(Dataset records)
□ □ □ □ □ □ □
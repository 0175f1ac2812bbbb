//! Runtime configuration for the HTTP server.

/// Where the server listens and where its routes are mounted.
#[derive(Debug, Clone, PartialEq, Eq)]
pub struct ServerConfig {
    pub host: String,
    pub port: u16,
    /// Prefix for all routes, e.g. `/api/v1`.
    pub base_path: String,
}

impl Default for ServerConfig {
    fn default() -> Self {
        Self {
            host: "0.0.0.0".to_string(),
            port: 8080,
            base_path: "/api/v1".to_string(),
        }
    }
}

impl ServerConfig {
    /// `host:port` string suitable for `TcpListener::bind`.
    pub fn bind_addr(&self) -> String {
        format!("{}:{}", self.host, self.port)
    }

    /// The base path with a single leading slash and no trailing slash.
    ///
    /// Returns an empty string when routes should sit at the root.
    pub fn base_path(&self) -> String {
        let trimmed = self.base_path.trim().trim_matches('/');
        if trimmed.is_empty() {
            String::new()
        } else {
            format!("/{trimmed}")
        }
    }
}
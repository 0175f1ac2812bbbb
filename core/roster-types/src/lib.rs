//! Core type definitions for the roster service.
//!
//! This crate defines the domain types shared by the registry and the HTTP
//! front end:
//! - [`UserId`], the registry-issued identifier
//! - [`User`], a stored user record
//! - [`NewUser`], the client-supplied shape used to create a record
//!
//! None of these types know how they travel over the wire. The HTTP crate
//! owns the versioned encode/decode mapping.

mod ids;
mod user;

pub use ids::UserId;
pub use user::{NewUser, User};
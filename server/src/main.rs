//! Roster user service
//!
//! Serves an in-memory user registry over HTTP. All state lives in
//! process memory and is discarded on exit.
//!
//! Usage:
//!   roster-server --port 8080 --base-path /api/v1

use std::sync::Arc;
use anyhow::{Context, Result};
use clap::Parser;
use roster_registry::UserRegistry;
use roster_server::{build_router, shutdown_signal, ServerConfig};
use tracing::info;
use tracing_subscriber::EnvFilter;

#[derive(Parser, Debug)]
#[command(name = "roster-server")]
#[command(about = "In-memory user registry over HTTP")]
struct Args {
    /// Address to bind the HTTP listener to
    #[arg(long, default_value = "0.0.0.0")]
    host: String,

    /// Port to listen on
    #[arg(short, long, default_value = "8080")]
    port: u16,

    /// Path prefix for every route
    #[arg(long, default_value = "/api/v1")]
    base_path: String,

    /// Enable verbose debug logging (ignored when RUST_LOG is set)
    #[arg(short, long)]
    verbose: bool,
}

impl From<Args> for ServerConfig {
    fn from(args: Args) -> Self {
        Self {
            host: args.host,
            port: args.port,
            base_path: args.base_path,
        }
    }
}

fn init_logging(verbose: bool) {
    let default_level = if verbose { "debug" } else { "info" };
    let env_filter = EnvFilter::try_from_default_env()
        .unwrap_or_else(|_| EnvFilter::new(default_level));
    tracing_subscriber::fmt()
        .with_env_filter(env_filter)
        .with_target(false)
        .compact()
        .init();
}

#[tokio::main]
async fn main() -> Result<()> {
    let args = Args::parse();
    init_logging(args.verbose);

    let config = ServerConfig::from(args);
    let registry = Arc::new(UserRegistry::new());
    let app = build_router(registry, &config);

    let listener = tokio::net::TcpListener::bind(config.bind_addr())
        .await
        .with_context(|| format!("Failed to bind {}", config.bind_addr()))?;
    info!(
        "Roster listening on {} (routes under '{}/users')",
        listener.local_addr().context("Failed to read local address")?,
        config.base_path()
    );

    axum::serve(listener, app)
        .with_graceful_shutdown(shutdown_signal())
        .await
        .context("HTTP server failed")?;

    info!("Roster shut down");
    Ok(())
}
□ □ □ □ □ □ □
**WHAT IS EXPECTED:** Find how many of the lines above have the word "HTTP" in them. State only that number.

**EXERCISE RESPONSE:** 7